We are coming to realise that over-medicalisation is not just wasteful, it is often harmful. We are beginning to understand that people living with long term conditions are themselves the experts in living with their conditions – and that they can teach others to do so. And we are starting to recognise that although clinical outcomes are important, for most people living with long term conditions, it is their sense of wellbeing that is most important to them.
In short, we are waking up to the fact that the roots of health and wellbeing lie not in our hospitals but in our communities. And although medicine and hospitals make an important contribution to our health and wellbeing, so does a sense of being connected into a thriving community. It is not just our sense of wellbeing that improves as a result: clinical outcomes improve as well.
Thanks to the work of the Realising the Value programme, we now have the evidence and the practical examples that show us how to link all of these ways of working into a system of care. Not only do we have the evidence that these approaches add value to people’s lives; we know that they help create social value and they provide value for the taxpayer.

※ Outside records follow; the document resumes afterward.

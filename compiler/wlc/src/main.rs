//! While interpreter CLI.

use wlc::commands::{
    eval_source, explain_error, lex_file, parse_file, parse_run_args, run_file, RunArgs,
};
use wlc::RunOptions;

fn main() {
    wlc::init_tracing();

    let args: Vec<String> = std::env::args().collect();

    if args.len() < 2 {
        print_usage();
        return;
    }

    let command = &args[1];

    match command.as_str() {
        "run" => {
            let usage = "Usage: wl run <file.wl> [--max-steps=N]";
            let RunArgs { options, input } = run_args(&args[2..], usage);
            let Some(path) = input else {
                eprintln!("error: missing file path");
                eprintln!("{usage}");
                std::process::exit(1);
            };
            run_file(path, options);
        }
        "eval" => {
            let usage = "Usage: wl eval \"<source>\" [--max-steps=N]";
            let RunArgs { options, input } = run_args(&args[2..], usage);
            let Some(source) = input else {
                eprintln!("error: missing source text");
                eprintln!("{usage}");
                std::process::exit(1);
            };
            eval_source(source, options);
        }
        "lex" => {
            if args.len() < 3 {
                eprintln!("Usage: wl lex <file.wl>");
                std::process::exit(1);
            }
            lex_file(&args[2]);
        }
        "parse" => {
            if args.len() < 3 {
                eprintln!("Usage: wl parse <file.wl>");
                std::process::exit(1);
            }
            parse_file(&args[2]);
        }
        "explain" | "--explain" => {
            if args.len() < 3 {
                eprintln!("Usage: wl explain <ERROR_CODE>");
                eprintln!("Example: wl explain E2001");
                std::process::exit(1);
            }
            explain_error(&args[2]);
        }
        "help" | "--help" | "-h" => {
            print_usage();
        }
        "version" | "--version" | "-v" => {
            println!("While interpreter {}", env!("CARGO_PKG_VERSION"));
        }
        _ => {
            // If it looks like a file path, try to run it
            if std::path::Path::new(command)
                .extension()
                .is_some_and(|ext| ext.eq_ignore_ascii_case("wl"))
            {
                run_file(command, RunOptions::default());
            } else {
                eprintln!("Unknown command: {command}");
                eprintln!();
                print_usage();
                std::process::exit(1);
            }
        }
    }
}

/// Parse `run`/`eval` arguments, exiting with usage on a bad one.
fn run_args<'a>(args: &'a [String], usage: &str) -> RunArgs<'a> {
    match parse_run_args(args) {
        Ok(parsed) => parsed,
        Err(err) => {
            eprintln!("error: {err}");
            eprintln!("{usage}");
            std::process::exit(1);
        }
    }
}

fn print_usage() {
    println!("While interpreter");
    println!();
    println!("Usage: wl <command> [options]");
    println!();
    println!("Commands:");
    println!("  run <file.wl>        Run a program and print its variables");
    println!("  eval \"<source>\"      Run inline source text");
    println!("  lex <file.wl>        Tokenize and display tokens");
    println!("  parse <file.wl>      Parse and display the control-flow tree");
    println!("  explain <code>       Explain an error code (e.g., E2001)");
    println!("  help                 Show this help message");
    println!("  version              Show version information");
    println!();
    println!("Run options:");
    println!("  --max-steps=<N>      Stop after N statements and loop iterations");
    println!();
    println!("Environment:");
    println!("  RUST_LOG=<filter>    Trace interpreter phases to stderr (e.g., wl_eval=trace)");
    println!();
    println!("Examples:");
    println!("  wl run loop.wl");
    println!("  wl run loop.wl --max-steps=10000");
    println!("  wl eval \"x := 2 + 3 * 4\"");
    println!("  wl explain E1001");
}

Given this evidence, NHS England is committed to providing leadership for the NHS to engineer Realising the Value principles and practice into the way it works. Over the next three years, we will work with other arm’s length bodies to provide support for local health and care systems to come together with the communities they serve and the voluntary sector. We will support them to create thriving social networks where people living with long term conditions feel confident to manage their own health and wellbeing and live independently.
In short, putting in place Realising the Value will go a long way towards delivering the vision of Chapter 2 of the Five Year Forward View.